O título deste poema poderia ser "Num Bairro Proletário", como contraponto a "Num
Bairro Moderno". Enquanto neste último o sujeito poético nos conduz através de um
bairro burguês com as suas casas apalaçadas e os seus mordomos, em "Cristalizações",
deambulamos por entre "Uns barracões de gente pobrezita / E uns quintalórios velhos
com parreiras" que se situam nuns "sítios suburbanos, reles!"
Porém, não é apenas este aspecto que aproxima dois poemas que retratam espaços
citadinos tão diametralmente opostos. Também a oposição real / fuga imaginativa está
presente nos dois textos.
Tendo em conta esta oposição, é possível delimitar em "Cristalizações" dois níveis
narrativos diferentes:

 o do real (estrofes 1, 2, 3, 4, 5, 6, 7, 8, 9, 10, 11, 12, 13, 14, 15, 16, 17, 18, 19,
20);
 o da imaginação (estrofes 7 - versos 2, 3, 4 - 13).

No domínio do real, pontuam diversas personagens - os calceteiros, as varinas e a


"actrizita" -, assumindo os calceteiros o estatuto de personagem principal
Com efeito, todo o poema é um hino a estes trabalhadores que abandonaram as
lezírias, os montados, as planícies, as montanhas para com "os grossos maços"
partirem a pedra "com que outros" fazem a calçada. Trata-se de um trabalho duro,
moroso, ininterrupto - "(...) E os rapagões morosos, duros, baços, / Cuja coluna nunca
se endireita"; "Homens de carga! Assim as bestas vão curvadas! / Que vida tão
custosa!") - realizado ao frio, "nesse rude mês, que não consente as flores", nesse
"Dezembro enérgico, sucinto".
De repente, cortando o ritmo de trabalho daqueles homens fortes, rudes - "bovinos,
másculos, ossudos" - e brutos - "Como animais comuns", surge uma actrizita com
"pezinhos de cabra" cuja presença desassossega aqueles trabalhadores que a encaram
"sanguínea, brutamente".
No entanto, "O demonico arrisca-se, atravessa /Covas, entulhos, lamaçais depressa",
continuando o seu caminho.
O posicionamento do sujeito poético face aos calceteiros, embora lhes reconheça
aspectos quase que animalescos, é de uma empenhada solidariedade bem patente,
quando na estrofe 13, transforma as nódoas de vinho em medalhas, as camisas em
bandeiras e os suspensórios numa cruz - metáfora do sofrimento de Cristo, na cruz.
Este poema é talvez aquele em que a descrição sensorial do real se torna mais
evidente, através do uso de:

 sinestesias - "Vibra uma imensa claridade crua"

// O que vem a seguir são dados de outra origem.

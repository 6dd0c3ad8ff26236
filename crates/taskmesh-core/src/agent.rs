//! Agent records and ownership tiers.

use chrono::{DateTime, Utc};
use serde::{Deserialize, Serialize};
use std::fmt;

use crate::{NodeId, TaskId};

/// Kind of agent a participant runs.
///
/// Unrecognised type strings deserialize to [`AgentType::Unknown`] instead
/// of failing, and get the most aggressive cleanup tier.
#[derive(Debug, Clone, Copy, Default, PartialEq, Eq, Hash, Serialize, Deserialize)]
#[serde(rename_all = "kebab-case")]
pub enum AgentType {
    /// Long-lived coordinator of a repository.
    Supervisor,
    /// Long-lived merge gatekeeper of a repository.
    MergeQueue,
    /// Interactive session owned by a human user.
    Workspace,
    /// Ephemeral executor of a single task.
    #[default]
    Worker,
    /// Ephemeral reviewer of a single change.
    Review,
    #[serde(other)]
    Unknown,
}

impl AgentType {
    pub fn as_str(&self) -> &'static str {
        match self {
            Self::Supervisor => "supervisor",
            Self::MergeQueue => "merge-queue",
            Self::Workspace => "workspace",
            Self::Worker => "worker",
            Self::Review => "review",
            Self::Unknown => "unknown",
        }
    }
}

impl fmt::Display for AgentType {
    fn fmt(&self, f: &mut fmt::Formatter<'_>) -> fmt::Result {
        f.write_str(self.as_str())
    }
}

/// How long-lived a participant is, and so how aggressively it may be
/// cleaned up.
#[derive(Debug, Clone, Copy, PartialEq, Eq, Hash, Serialize, Deserialize)]
#[serde(rename_all = "lowercase")]
pub enum OwnershipLevel {
    /// Lives as long as the repository is tracked.
    Repo,
    /// Lives as long as its user keeps it.
    User,
    /// Lives as long as its task.
    Task,
}

impl OwnershipLevel {
    /// Ownership tier implied by an agent type.
    pub fn for_agent_type(agent_type: AgentType) -> Self {
        match agent_type {
            AgentType::Supervisor | AgentType::MergeQueue => Self::Repo,
            AgentType::Workspace => Self::User,
            AgentType::Worker | AgentType::Review | AgentType::Unknown => Self::Task,
        }
    }
}

/// Lifecycle status of an agent.
#[derive(Debug, Clone, Copy, Default, PartialEq, Eq, Hash, Serialize, Deserialize)]
#[serde(rename_all = "lowercase")]
pub enum AgentStatus {
    #[default]
    Starting,
    Working,
    Idle,
    Stopped,
}

/// A registered agent, keyed by `(repo, name)`.
#[derive(Debug, Clone, PartialEq, Serialize, Deserialize)]
pub struct AgentRecord {
    pub repo: String,
    pub name: String,
    #[serde(default)]
    pub agent_type: AgentType,
    #[serde(default)]
    pub status: AgentStatus,
    #[serde(default, skip_serializing_if = "Option::is_none")]
    pub ownership: Option<OwnershipLevel>,
    #[serde(default, skip_serializing_if = "Option::is_none")]
    pub node_id: Option<NodeId>,
    #[serde(default, skip_serializing_if = "Option::is_none")]
    pub task_id: Option<TaskId>,
    #[serde(default, skip_serializing_if = "Option::is_none")]
    pub pid: Option<u32>,
    #[serde(default, skip_serializing_if = "Option::is_none")]
    pub worktree: Option<String>,
    #[serde(default, skip_serializing_if = "Option::is_none")]
    pub registered_at: Option<DateTime<Utc>>,
    #[serde(default, skip_serializing_if = "Option::is_none")]
    pub last_heartbeat: Option<DateTime<Utc>>,
}

impl AgentRecord {
    pub fn new(repo: impl Into<String>, name: impl Into<String>, agent_type: AgentType) -> Self {
        Self {
            repo: repo.into(),
            name: name.into(),
            agent_type,
            status: AgentStatus::default(),
            ownership: None,
            node_id: None,
            task_id: None,
            pid: None,
            worktree: None,
            registered_at: None,
            last_heartbeat: None,
        }
    }

    /// Cache/map key.
    pub fn key(&self) -> (String, String) {
        (self.repo.clone(), self.name.clone())
    }

    /// Explicit ownership if set, otherwise the tier implied by the type.
    pub fn effective_ownership(&self) -> OwnershipLevel {
        self.ownership
            .unwrap_or_else(|| OwnershipLevel::for_agent_type(self.agent_type))
    }

    /// Fill timestamps and ownership the caller left out.
    pub fn fill_defaults(&mut self, now: DateTime<Utc>) {
        self.registered_at.get_or_insert(now);
        self.last_heartbeat.get_or_insert(now);
        if self.ownership.is_none() {
            self.ownership = Some(OwnershipLevel::for_agent_type(self.agent_type));
        }
    }
}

 sensações visuais - "E as poças de água, como em chão vidrento, / reflectem a


molhada casaria"

 sensações auditivas - "Disseminadas, gritam as peixeiras", "E o ferro e a pedra -


que união sonora!"

 sensações tácteis - "Faz frio"

 sensações olfactivas "Cheira-me a fogo, a sílex, a ferrugem"

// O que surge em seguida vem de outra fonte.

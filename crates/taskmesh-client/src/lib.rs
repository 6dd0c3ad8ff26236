//! Client library for the TaskMesh coordinator.
//!
//! [`CoordinatorClient`] speaks the coordinator's HTTP API and keeps a
//! short-lived cache of agent records. [`HybridRegistry`] layers an
//! in-process [`LocalAgentStore`] under a remote store so agent bookkeeping
//! keeps working while the coordinator is unreachable.

pub mod cache;
pub mod client;
pub mod config;
pub mod error;
pub mod hybrid;
pub mod local;
pub mod store;

pub use cache::{AgentCache, CacheStats};
pub use client::CoordinatorClient;
pub use config::ClientConfig;
pub use error::ClientError;
pub use hybrid::{HybridConfig, HybridRegistry};
pub use local::LocalAgentStore;
pub use store::AgentStore;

 sensações gustativas - "Sabe-me a campo, a lenha, a agricultura"

 vocabulário expressivo - "O céu renova a tinta corredia"

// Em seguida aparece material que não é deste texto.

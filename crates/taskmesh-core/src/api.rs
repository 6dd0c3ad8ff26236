//! Wire types shared by the coordinator's HTTP API and its clients.

use chrono::{DateTime, Utc};
use serde::{Deserialize, Serialize};

use crate::{AgentRecord, AgentStatus, Node, NodeId, RegistrationId, Task};

// ============================================================================
// Envelope
// ============================================================================

/// Envelope wrapping every API response body.
#[derive(Debug, Clone, PartialEq, Serialize, Deserialize)]
pub struct ApiResponse<T> {
    pub success: bool,
    #[serde(skip_serializing_if = "Option::is_none")]
    pub data: Option<T>,
    #[serde(default, skip_serializing_if = "Option::is_none")]
    pub error: Option<String>,
    #[serde(default, skip_serializing_if = "Option::is_none")]
    pub code: Option<String>,
}

impl<T> ApiResponse<T> {
    pub fn ok(data: T) -> Self {
        Self {
            success: true,
            data: Some(data),
            error: None,
            code: None,
        }
    }

    pub fn err(code: impl Into<String>, error: impl Into<String>) -> Self {
        Self {
            success: false,
            data: None,
            error: Some(error.into()),
            code: Some(code.into()),
        }
    }
}

// ============================================================================
// Health and stats
// ============================================================================

#[derive(Debug, Clone, PartialEq, Serialize, Deserialize)]
pub struct HealthResponse {
    pub status: String,
    pub version: String,
    pub uptime_secs: u64,
}

/// Node counts and aggregate capacity.
#[derive(Debug, Clone, Copy, Default, PartialEq, Eq, Serialize, Deserialize)]
pub struct RegistryStats {
    pub total: usize,
    pub online: usize,
    pub offline: usize,
    pub draining: usize,
    pub total_capacity: u64,
    pub used_capacity: u64,
}

/// Task counts per status.
#[derive(Debug, Clone, Copy, Default, PartialEq, Eq, Serialize, Deserialize)]
pub struct TaskStats {
    pub total: usize,
    pub pending: usize,
    pub claimed: usize,
    pub running: usize,
    pub completed: usize,
    pub failed: usize,
    pub orphaned: usize,
}

#[derive(Debug, Clone, PartialEq, Serialize, Deserialize)]
pub struct StatsResponse {
    pub nodes: RegistryStats,
    pub tasks: TaskStats,
    pub event_subscribers: usize,
}

/// Aggregate view of one repository.
#[derive(Debug, Clone, PartialEq, Serialize, Deserialize)]
pub struct RepoStateResponse {
    pub repo: String,
    pub agents: Vec<AgentRecord>,
    pub nodes: Vec<Node>,
    pub pending_tasks: usize,
}

// ============================================================================
// Nodes
// ============================================================================

#[derive(Debug, Clone, PartialEq, Serialize, Deserialize)]
pub struct UnregisterResponse {
    pub node_id: NodeId,
    pub registration_id: RegistrationId,
}

// ============================================================================
// Tasks
// ============================================================================

/// Body of `POST /api/v1/tasks/{id}/claim`.
#[derive(Debug, Clone, Default, PartialEq, Serialize, Deserialize)]
pub struct ClaimRequest {
    /// Proves the caller is a registered node.
    pub registration_id: RegistrationId,
    pub worker_name: String,
}

/// Outcome of a claim. Conflicts are data, not errors.
#[derive(Debug, Clone, PartialEq, Serialize, Deserialize)]
pub struct ClaimResponse {
    pub claimed: bool,
    #[serde(default, skip_serializing_if = "Option::is_none")]
    pub task: Option<Task>,
    #[serde(default, skip_serializing_if = "Option::is_none")]
    pub error: Option<String>,
}

impl ClaimResponse {
    pub fn claimed(task: Task) -> Self {
        Self {
            claimed: true,
            task: Some(task),
            error: None,
        }
    }

    pub fn rejected(error: impl Into<String>) -> Self {
        Self {
            claimed: false,
            task: None,
            error: Some(error.into()),
        }
    }
}

// ============================================================================
// Agents
// ============================================================================

#[derive(Debug, Clone, Copy, PartialEq, Eq, Serialize, Deserialize)]
pub struct AgentStatusUpdate {
    pub status: AgentStatus,
}

// ============================================================================
// Messages
// ============================================================================

/// Body of `POST /api/v1/messages`.
#[derive(Debug, Clone, Default, PartialEq, Serialize, Deserialize)]
pub struct MessageRequest {
    pub from: String,
    pub to: String,
    #[serde(default, skip_serializing_if = "Option::is_none")]
    pub repo: Option<String>,
    pub body: String,
}

#[derive(Debug, Clone, PartialEq, Serialize, Deserialize)]
pub struct MessageResponse {
    pub id: String,
    pub routed: bool,
}

/// A routed message, as carried in `message.routed` event data and returned
/// by `GET /api/v1/messages`.
#[derive(Debug, Clone, PartialEq, Serialize, Deserialize)]
pub struct Message {
    pub id: String,
    pub from: String,
    pub to: String,
    #[serde(default, skip_serializing_if = "Option::is_none")]
    pub repo: Option<String>,
    pub body: String,
    pub sent_at: DateTime<Utc>,
}

impl Message {
    pub fn new(id: impl Into<String>, req: MessageRequest) -> Self {
        Self {
            id: id.into(),
            from: req.from,
            to: req.to,
            repo: req.repo,
            body: req.body,
            sent_at: Utc::now(),
        }
    }
}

 metáforas - "E os charcos brilham tanto, que eu diria / Ter ante mim lagoas de
brilhantes!"

O próprio sujeito poético reitera esse carácter sensorial do texto ao afirmar "Lavo,
refresco, limpo os meus sentidos. / E tangem-me excitados, sacudidos, / O tacto, a
vista, o ouvido, o gosto, o olfacto!"